Había que obrar con premura, pero al mismo tiempo con cuidado y discreción. Solo unos pocos entre los presos y algunos militares serían los encargados de planear la evasión, teniendo en cuenta todos los detalles para que la fuga no concluyera en fracaso.
La llegada del barco que portaba los suministros al fuerte fue el momento escogido para poner en marcha la fuga
La llegada a Villa Cisneros del vapor Viera y Clavijo, encargado de traer suministros al fuerte, en la madrugada del 14 de marzo hacía de este el momento ideal para poner en marcha la operación, ya que se presentaba como la única vía de escape desde aquella región. Dos horas antes de la llegada del barco habían empezado los movimientos.
Los soldados al tanto del plan procedieron entonces a desarmar a sus compañeros no informados del mismo, aunque poco después la gran mayoría de estos se uniría al operativo. A medida que crece el número de los comprometidos se procede a cumplir el resto de los objetivos del plan: apoderarse de las armas del fuerte, detener a los oficiales e inutilizar la radio para evitar cualquier llamada de alerta.
Todo sale según lo previsto, aunque la resistencia del alférez Francisco Malo Esteban, que ostentaban en aquel momento la comandancia del destacamento, provoca un intercambio de disparos en el que resulta muerto el propio Malo Esteban y el soldado Virgilio Munuera, que se había unido al plan de fuga.
Hacia las cinco y media de la mañana, una vez controlado el fuerte, un grupo de evadidos se dirige hacia el Viera y Clavijo. En una rápida operación toman el control del barco y logran también el apoyo de gran parte de la tripulación.
En torno al mediodía del 14 de marzo, una vez embarcados el resto de amotinados, el pequeño vapor zarpa con 189 hombres a bordo (de los que 151 llevarían la fuga hasta las últimas consecuencias) rumbo a Dakar, la capital de la colonia francesa de Senegal. Ante el temor a ser delatados y perseguidos por las fuerzas franquistas más próximas, el barco navega alejado de las rutas marítimas habituales en la zona, con las luces apagadas y a toda máquina, sin descanso; las ametralladoras se mantienen en todo momento apuntando al cielo, pendientes de un posible ataque aéreo.

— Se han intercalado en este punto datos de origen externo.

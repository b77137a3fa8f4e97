// Board engine - item placement and lifecycle transitions

pub mod error;
pub mod locks;
pub mod move_engine;
pub mod pending;
pub mod transition;

use std::sync::Arc;

use crate::github::WorkflowGateway;
use crate::models::{ColumnId, Item, ItemId};
use crate::store::BoardStore;

pub use error::BoardError;
pub use move_engine::Direction;
pub use pending::{PendingAction, SelectOption};
pub use transition::{ColumnState, TransitionOutcome};

use locks::LockRegistry;

/// The board engine: move placement plus the column-entry state machine.
///
/// Every operation serializes on the item (and, for order mutations, the
/// column) it touches; see [`locks::LockRegistry`]. Storage and the workflow
/// gateway are injected seams so callers can back them with anything that
/// honors the contracts.
pub struct BoardEngine<S, G> {
    store: Arc<S>,
    gateway: Arc<G>,
    locks: LockRegistry,
}

impl<S: BoardStore, G: WorkflowGateway> BoardEngine<S, G> {
    pub fn new(store: Arc<S>, gateway: Arc<G>) -> Self {
        Self {
            store,
            gateway,
            locks: LockRegistry::default(),
        }
    }

    pub fn store(&self) -> &S {
        &self.store
    }

    /// Append a new item to the end of a column.
    pub async fn add_item(&self, column_id: ColumnId, name: &str) -> Result<Item, BoardError> {
        if name.trim().is_empty() {
            return Err(BoardError::InvalidItemName);
        }
        let _column_guard = self.locks.lock_column(column_id).await;
        let item = self.store.append_item(name, column_id).await?;
        tracing::info!(item = item.id, column = column_id, order = item.order, "item added");
        Ok(item)
    }

    /// Delete an item. Orders of the remaining items keep their gaps.
    pub async fn delete_item(&self, item_id: ItemId) -> Result<(), BoardError> {
        let _item_guard = self.locks.lock_item(item_id).await;
        self.store.delete_item(item_id).await?;
        tracing::info!(item = item_id, "item deleted");
        Ok(())
    }
}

Pero los hombres que habían quedado retenidos en el fuerte no encuentran forma de transmitir lo sucedido hasta las diez y media de la noche del 14 de marzo y ya entonces parecía inviable dar caza a los fugados. El 17 de marzo, después de tres días de navegación, el Viera y Clavijo hacía su entrada en el puerto de Dakar con una improvisada bandera republicana, fabricada con el vestido de una de las pasajeras, izada en su mástil.
Como señala Hernández Hernández, la gesta de aquellos hombres sería aireada por la prensa republicana, tan necesitada por entonces de victorias, tanto en España como a nivel internacional, a través de la la republicana Agence Espagne, tratando a sus protagonistas como héroes de la República y ejemplo de luchadores antifranquistas.

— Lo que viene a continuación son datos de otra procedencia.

use anyhow::Result;
use config::{Config, Environment, File};
use serde::{Deserialize, Serialize};
use std::path::Path;

/// Main configuration structure for boardwalk
#[derive(Debug, Clone, Deserialize, Serialize)]
pub struct BoardwalkConfig {
    /// GitHub configuration
    pub github: GitHubConfig,
    /// Observability settings
    pub observability: ObservabilityConfig,
}

#[derive(Debug, Clone, Deserialize, Serialize)]
pub struct GitHubConfig {
    /// GitHub API token (can be set via env var)
    pub token: Option<String>,
    /// Repository owner
    pub owner: String,
    /// Repository name
    pub repo: String,
}

#[derive(Debug, Clone, Deserialize, Serialize)]
pub struct ObservabilityConfig {
    /// Enable structured tracing output
    pub tracing_enabled: bool,
    /// Log level
    pub log_level: String,
}

impl Default for BoardwalkConfig {
    fn default() -> Self {
        Self {
            github: GitHubConfig {
                token: None, // Read from env var or boardwalk.toml
                owner: String::new(),
                repo: String::new(),
            },
            observability: ObservabilityConfig {
                tracing_enabled: true,
                log_level: "info".to_string(),
            },
        }
    }
}

impl BoardwalkConfig {
    /// Load configuration from multiple sources with precedence:
    /// 1. Default values
    /// 2. Configuration file (boardwalk.toml)
    /// 3. Environment variables (prefixed with BOARDWALK_)
    pub fn load() -> Result<Self> {
        let mut builder = Config::builder().add_source(Config::try_from(&Self::default())?);

        if Path::new("boardwalk.toml").exists() {
            builder = builder.add_source(File::with_name("boardwalk"));
        }

        builder = builder.add_source(
            Environment::with_prefix("BOARDWALK")
                .separator("_")
                .try_parsing(true),
        );

        let config = builder.build()?;
        let mut boardwalk_config: BoardwalkConfig = config.try_deserialize()?;

        // Special handling for the GitHub token - check multiple sources
        if boardwalk_config.github.token.is_none() {
            if let Ok(token) = std::env::var("GITHUB_TOKEN") {
                boardwalk_config.github.token = Some(token);
            } else if let Ok(token) = std::env::var("BOARDWALK_GITHUB_TOKEN") {
                boardwalk_config.github.token = Some(token);
            }
        }

        Ok(boardwalk_config)
    }

    /// Save configuration to file
    pub fn save_to_file<P: AsRef<Path>>(&self, path: P) -> Result<()> {
        let toml_content = toml::to_string_pretty(self)?;
        std::fs::write(path, toml_content)?;
        Ok(())
    }

    /// Load .env file if it exists
    pub fn load_env_file() -> Result<()> {
        if Path::new(".env").exists() {
            dotenvy::dotenv()?;
            tracing::info!("Loaded environment variables from .env file");
        }
        Ok(())
    }
}

/// Global configuration instance
static CONFIG: std::sync::LazyLock<Result<BoardwalkConfig, anyhow::Error>> =
    std::sync::LazyLock::new(|| {
        // Load .env file first
        let _ = BoardwalkConfig::load_env_file();
        BoardwalkConfig::load()
    });

/// Get the global configuration
pub fn config() -> Result<&'static BoardwalkConfig> {
    CONFIG
        .as_ref()
        .map_err(|e| anyhow::anyhow!("Failed to load configuration: {}", e))
}

/// Initialize configuration (called at startup)
pub fn init_config() -> Result<()> {
    let _config = config()?;
    tracing::info!("Configuration loaded successfully");
    Ok(())
}

#[cfg(test)]
mod tests {
    use super::*;

    #[test]
    fn defaults_leave_repository_unset() {
        let config = BoardwalkConfig::default();
        assert!(config.github.token.is_none());
        assert!(config.github.owner.is_empty());
        assert!(config.github.repo.is_empty());
        assert_eq!(config.observability.log_level, "info");
    }

    #[test]
    fn config_round_trips_through_toml() {
        let mut config = BoardwalkConfig::default();
        config.github.owner = "acme".to_string();
        config.github.repo = "widgets".to_string();

        let dir = tempfile::tempdir().unwrap();
        let path = dir.path().join("boardwalk.toml");
        config.save_to_file(&path).unwrap();

        let written = std::fs::read_to_string(&path).unwrap();
        let back: BoardwalkConfig = toml::from_str(&written).unwrap();
        assert_eq!(back.github.owner, "acme");
        assert_eq!(back.github.repo, "widgets");
        assert!(back.observability.tracing_enabled);
    }
}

La gesta de aquellos hombres sería aireada por los medios republicanos, que los trataron como héroes
"Parece obvio que las autoridades del Gobierno de la República tuvieron un especial interés en publicitar este hecho, considerado como acción de guerra y donde se había infligido una simbólica derrota en uno de los baluartes de la vanguardia fascista, en uno de los pilares del aparato militar sublevado, el ejército español en África", recalca Hernández.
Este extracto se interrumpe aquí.